Essentially, the biggest change in the overall process is that the public window for examining each proposal's code (in each JSR) is opened wider, with the available start time sooner and the closing later.

"Basically, we've opened the public time for evaluating each JSR from six to nine months, and it (the window) takes place much earlier in the process," JCP assistant program director Aaron Williams told NewsForge.

"What we'd like to see happen more often is at-large community members joining expert groups, and more developers from expert groups becoming spec leads or initiating JSRs," Williams said. "But they've been wary of the process. They just weren't sure what they were getting into."

Williams said the internal community Web page for each JSR will now be accessible by interested community members outside the expert group with password authentification.

The main problem not addressed, and the most difficult problem of all, is politics. Companies with the biggest investments in J2EE -- IBM, BEA, Oracle, and Borland, for example -- were perceived as being able to get JSRs passed more quickly and efficiently, particularly if they directly involved one of their current products. For example, in 2001 BEA was thought to have railroaded through a JSR it had championed to improve several of its servers, much to the dismay of many community members.

Will the more transparent process stop things like that from happening? Nobody really knows.

Perceptions = reality?

Active membership in the JCP can be extremely valuable for an IT company, in terms of directly helping to advance the Java standard and for bringing international attention, respect, and prestige to the company itself. But, as is inevitable in large organizations, politics caused an unseemly stench in the JCP. Some of the perceptions that were (and, in fact, still are) worrying community members include:

  • JCP was losing its focus. It was no longer seen as a solutions-oriented community but instead as a rubber stamp to sanction specifications championed by larger corporations -- the ones who have the financial and legal muscle to lobby for specifications that eventually mean profits for themselves. BEA Systems and IBM were two companies often accused of this activity.

It was paying lip service to smaller players, such as individuals and start-up companies.

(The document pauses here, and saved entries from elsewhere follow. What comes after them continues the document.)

//! Node types for graphs.
//!
//! Nodes are the named vertices of a graph. Each node carries a [`Role`] that
//! is fixed when the node is created, and (except for output nodes) the unit
//! that runs when the node executes.

use core::fmt;

use dagnet_unit::{BoxedUnit, Identity, Output, UnitError};

/// Unique identifier for a node in the graph.
///
/// Node IDs are arena indices assigned in insertion order, so comparing two
/// IDs compares the order in which the nodes were first registered.
#[derive(Debug, Clone, Copy, PartialEq, Eq, PartialOrd, Ord, Hash)]
pub struct NodeId(pub(crate) usize);

impl NodeId {
    /// Creates a new node ID.
    #[must_use]
    pub fn new(id: usize) -> Self {
        Self(id)
    }

    /// Returns the raw ID value.
    #[must_use]
    pub fn index(&self) -> usize {
        self.0
    }
}

impl fmt::Display for NodeId {
    fn fmt(&self, f: &mut fmt::Formatter<'_>) -> fmt::Result {
        write!(f, "node_{}", self.0)
    }
}

/// The part a node plays in the graph's call interface.
#[derive(Debug, Clone, Copy, PartialEq, Eq, Hash)]
pub enum Role {
    /// An interior node running an attached unit.
    Plain,
    /// Receives one positional argument of the call. Must be a source.
    Input,
    /// Supplies one positional result of the call. Must be a sink.
    Output,
}

impl fmt::Display for Role {
    fn fmt(&self, f: &mut fmt::Formatter<'_>) -> fmt::Result {
        match self {
            Role::Plain => write!(f, "a plain node"),
            Role::Input => write!(f, "an input node"),
            Role::Output => write!(f, "an output node"),
        }
    }
}

/// Per-node attributes stored in the graph structure.
///
/// Output nodes have no unit: the engine reads their in-edge payloads
/// directly instead of executing them.
pub struct GraphNode<V> {
    role: Role,
    unit: Option<BoxedUnit<V>>,
}

impl<V: 'static> GraphNode<V> {
    /// Creates an input node carrying an [`Identity`] unit.
    #[must_use]
    pub fn input() -> Self {
        Self {
            role: Role::Input,
            unit: Some(Box::new(Identity)),
        }
    }

    /// Creates an output node.
    #[must_use]
    pub fn output() -> Self {
        Self {
            role: Role::Output,
            unit: None,
        }
    }

    /// Creates a plain node running `unit`.
    #[must_use]
    pub fn plain(unit: BoxedUnit<V>) -> Self {
        Self {
            role: Role::Plain,
            unit: Some(unit),
        }
    }

    /// Returns the node's role.
    #[must_use]
    pub fn role(&self) -> Role {
        self.role
    }

    /// Returns the attached unit's name, if the node has a unit.
    #[must_use]
    pub fn unit_name(&self) -> Option<&'static str> {
        self.unit.as_ref().map(|unit| unit.name())
    }

    /// Runs the attached unit, or returns `None` if there is none.
    pub(crate) fn run_unit(&mut self, inputs: Vec<V>) -> Option<Result<Output<V>, UnitError>> {
        self.unit.as_mut().map(|unit| unit.forward(inputs))
    }
}

impl<V: 'static> fmt::Debug for GraphNode<V> {
    fn fmt(&self, f: &mut fmt::Formatter<'_>) -> fmt::Result {
        f.debug_struct("GraphNode")
            .field("role", &self.role)
            .field("unit", &self.unit_name())
            .finish()
    }
}

#[cfg(test)]
mod tests {
    use super::*;
    use dagnet_unit::IntoUnit;

    fn halve(inputs: Vec<f64>) -> Output<f64> {
        Output::Single(inputs[0] / 2.0)
    }

    #[test]
    fn node_id_display() {
        let id = NodeId::new(42);
        assert_eq!(format!("{id}"), "node_42");
    }

    #[test]
    fn node_id_orders_by_insertion() {
        assert!(NodeId::new(1) < NodeId::new(2));
        assert_eq!(NodeId::new(3), NodeId::new(3));
    }

    #[test]
    fn input_node_passes_through() {
        let mut node = GraphNode::<i32>::input();
        assert_eq!(node.role(), Role::Input);
        assert_eq!(node.unit_name(), Some("identity"));
        assert_eq!(node.run_unit(vec![5]).unwrap().unwrap(), Output::Single(5));
    }

    #[test]
    fn output_node_has_no_unit() {
        let mut node = GraphNode::<i32>::output();
        assert_eq!(node.role(), Role::Output);
        assert!(node.unit_name().is_none());
        assert!(node.run_unit(vec![1]).is_none());
    }

    #[test]
    fn plain_node_runs_unit() {
        let mut node = GraphNode::plain(halve.into_boxed_unit());
        assert_eq!(node.role(), Role::Plain);
        assert!(node.unit_name().unwrap().contains("halve"));
        assert_eq!(
            node.run_unit(vec![3.0]).unwrap().unwrap(),
            Output::Single(1.5)
        );
    }

    #[test]
    fn graph_node_debug() {
        let node = GraphNode::<i32>::input();
        let debug_str = format!("{node:?}");
        assert!(debug_str.contains("GraphNode"));
        assert!(debug_str.contains("Input"));
        assert!(debug_str.contains("identity"));
    }
}
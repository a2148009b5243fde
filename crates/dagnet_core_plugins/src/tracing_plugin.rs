//! Subscriber setup for dagnet applications.
//!
//! The engine only emits `tracing` spans and events; it never installs a
//! subscriber. [`TracingConfig`] is the one place that does, so binaries and
//! demos get the same filter and formatting.
//!
//! # Example
//!
//! ```no_run
//! use dagnet_core_plugins::{TracingConfig, TracingFormat};
//! use tracing::Level;
//!
//! TracingConfig::new()
//!     .with_level(Level::DEBUG)
//!     .with_format(TracingFormat::Compact)
//!     .with_env_filter("dagnet_graph=trace")
//!     .try_init()
//!     .expect("subscriber already installed");
//! ```

use thiserror::Error;
use tracing::Level;
use tracing_subscriber::EnvFilter;
use tracing_subscriber::filter::ParseError;
use tracing_subscriber::fmt::format::FmtSpan;
use tracing_subscriber::layer::SubscriberExt;
use tracing_subscriber::util::{SubscriberInitExt, TryInitError};

// ─────────────────────────────────────────────────────────────────────────────
// TracingFormat
// ─────────────────────────────────────────────────────────────────────────────

/// Tracing output format.
#[derive(Debug, Clone, Copy, Default, PartialEq, Eq)]
pub enum TracingFormat {
    /// Human-readable colored output (default).
    #[default]
    Pretty,
    /// Compact single-line output.
    Compact,
    /// JSON structured output for log aggregation.
    Json,
}

// ─────────────────────────────────────────────────────────────────────────────
// Errors
// ─────────────────────────────────────────────────────────────────────────────

/// Errors from installing the global subscriber.
#[derive(Debug, Error)]
pub enum TracingInitError {
    /// The custom filter directive could not be parsed.
    #[error("invalid filter directive '{directive}': {source}")]
    InvalidFilter {
        /// The rejected directive string.
        directive: String,
        /// Parser error.
        #[source]
        source: ParseError,
    },
    /// A global subscriber was already set.
    #[error("failed to install tracing subscriber: {0}")]
    AlreadyInitialized(#[from] TryInitError),
}

// ─────────────────────────────────────────────────────────────────────────────
// TracingConfig
// ─────────────────────────────────────────────────────────────────────────────

/// Builder for the global `tracing` subscriber.
///
/// Defaults to `INFO` with pretty output and no span events.
///
/// ```
/// use dagnet_core_plugins::{TracingConfig, TracingFormat};
/// use tracing::Level;
///
/// // Development: span enter/exit shows every forward pass.
/// let dev = TracingConfig::new()
///     .with_level(Level::DEBUG)
///     .with_span_events(true);
///
/// // Production: JSON output, engine internals kept quiet.
/// let prod = TracingConfig::new()
///     .with_format(TracingFormat::Json)
///     .with_env_filter("info,dagnet_graph=warn");
///
/// assert_eq!(dev.level(), Level::DEBUG);
/// assert_eq!(prod.format(), TracingFormat::Json);
/// ```
#[derive(Debug, Clone)]
pub struct TracingConfig {
    /// Maximum log level, used when no filter directive is set.
    level: Level,
    /// Output format.
    format: TracingFormat,
    /// Filter directive (e.g., "`dagnet_graph=trace`").
    env_filter: Option<String>,
    /// Whether to include span events (enter/exit).
    span_events: bool,
}

impl Default for TracingConfig {
    fn default() -> Self {
        Self {
            level: Level::INFO,
            format: TracingFormat::Pretty,
            env_filter: None,
            span_events: false,
        }
    }
}

impl TracingConfig {
    /// Creates a new `TracingConfig` with default settings.
    #[must_use]
    pub fn new() -> Self {
        Self::default()
    }

    /// Sets the maximum log level.
    #[must_use]
    pub fn with_level(mut self, level: Level) -> Self {
        self.level = level;
        self
    }

    /// Sets the output format.
    #[must_use]
    pub fn with_format(mut self, format: TracingFormat) -> Self {
        self.format = format;
        self
    }

    /// Sets a filter directive string, overriding the level.
    ///
    /// Format: `target=level,target=level,...`
    #[must_use]
    pub fn with_env_filter(mut self, filter: impl Into<String>) -> Self {
        self.env_filter = Some(filter.into());
        self
    }

    /// Enables span enter/exit events in output.
    #[must_use]
    pub fn with_span_events(mut self, enabled: bool) -> Self {
        self.span_events = enabled;
        self
    }

    /// Returns the configured level.
    #[must_use]
    pub fn level(&self) -> Level {
        self.level
    }

    /// Returns the configured format.
    #[must_use]
    pub fn format(&self) -> TracingFormat {
        self.format
    }

    /// Returns the filter directive, if one was set.
    #[must_use]
    pub fn env_filter(&self) -> Option<&str> {
        self.env_filter.as_deref()
    }

    /// Builds the [`EnvFilter`] this configuration describes.
    ///
    /// # Errors
    ///
    /// Returns [`TracingInitError::InvalidFilter`] if the custom directive
    /// does not parse.
    pub fn build_filter(&self) -> Result<EnvFilter, TracingInitError> {
        match &self.env_filter {
            Some(directive) => {
                EnvFilter::try_new(directive).map_err(|source| TracingInitError::InvalidFilter {
                    directive: directive.clone(),
                    source,
                })
            }
            None => Ok(EnvFilter::new(self.level.as_str())),
        }
    }

    /// Installs the global subscriber.
    ///
    /// # Errors
    ///
    /// Fails if the filter directive is invalid or a global subscriber is
    /// already installed.
    pub fn try_init(&self) -> Result<(), TracingInitError> {
        let env_filter = self.build_filter()?;

        let span_events = if self.span_events {
            FmtSpan::ENTER | FmtSpan::EXIT
        } else {
            FmtSpan::NONE
        };

        match self.format {
            TracingFormat::Pretty => tracing_subscriber::registry()
                .with(env_filter)
                .with(
                    tracing_subscriber::fmt::layer()
                        .pretty()
                        .with_span_events(span_events),
                )
                .try_init()?,
            TracingFormat::Compact => tracing_subscriber::registry()
                .with(env_filter)
                .with(
                    tracing_subscriber::fmt::layer()
                        .compact()
                        .with_span_events(span_events),
                )
                .try_init()?,
            TracingFormat::Json => tracing_subscriber::registry()
                .with(env_filter)
                .with(
                    tracing_subscriber::fmt::layer()
                        .json()
                        .with_span_events(span_events),
                )
                .try_init()?,
        }

        tracing::info!(
            level = %self.level,
            format = ?self.format,
            "tracing initialized"
        );
        Ok(())
    }

    /// Installs the global subscriber without failing.
    ///
    /// An invalid directive falls back to the configured level and the
    /// rejected directive is reported through the installed subscriber. An
    /// already installed subscriber is left in place. Returns the error of
    /// the last attempt, if any, so callers can still inspect it.
    pub fn init(&self) -> Option<TracingInitError> {
        let err = match self.try_init() {
            Ok(()) => return None,
            Err(err @ TracingInitError::InvalidFilter { .. }) => err,
            Err(err) => {
                tracing::debug!(error = %err, "tracing subscriber left unchanged");
                return Some(err);
            }
        };

        let fallback = Self {
            env_filter: None,
            ..self.clone()
        };
        match fallback.try_init() {
            Ok(()) => {
                tracing::warn!(error = %err, level = %self.level, "falling back to level filter");
                Some(err)
            }
            Err(fallback_err) => {
                tracing::warn!(
                    error = %err,
                    fallback_error = %fallback_err,
                    "tracing fallback failed, subscriber left unchanged"
                );
                Some(fallback_err)
            }
        }
    }
}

If you were not a voting member of the JCP, the online organization was far from transparent -- which ostensibly is the goal of such an open standards community.

An independent developer with a good idea had to get the backing of a larger organization (Apache Software Foundation, Free Software Foundation, etc.) to get a standard established.

"Fewer and fewer new people are involving themselves directly with JCP," Matt Liotta of Montara Software, an Atlanta-based maker of Web content development systems, said. "Instead, they are hooking up with groups like Apache and getting their wares to become de facto standards. Later, Apache pushes these implementations into the JCP under its own name."

Other Java developers, such as author and Java columnist Sue Spielman of Switchback Software of Denver, Colo., have other viewpoints. Spielman says there have been so many JSRs proposed that they have "exploded the Java API. While this isn't necessarily a bad thing, it certainly is a challenge to the Java developer who tries to stay up on the happenings in the JCP. This could very well be one of the reasons that in the eyes of the developers, the JCP is bloated and crawling at a snail's pace. It has become impossible for anyone to keep up on all of the JSRs that are currently in proposal and various review stages."

So, thanks to JCP 2.6, it looks like the organization is finally beginning to make a U-turn back toward those who made it go in the first place -- developers, the people who actually come up with the ideas. Will it soothe some of the hard feelings of the past? Time will surely tell. We'll mark the calendar and revisit this in about six months.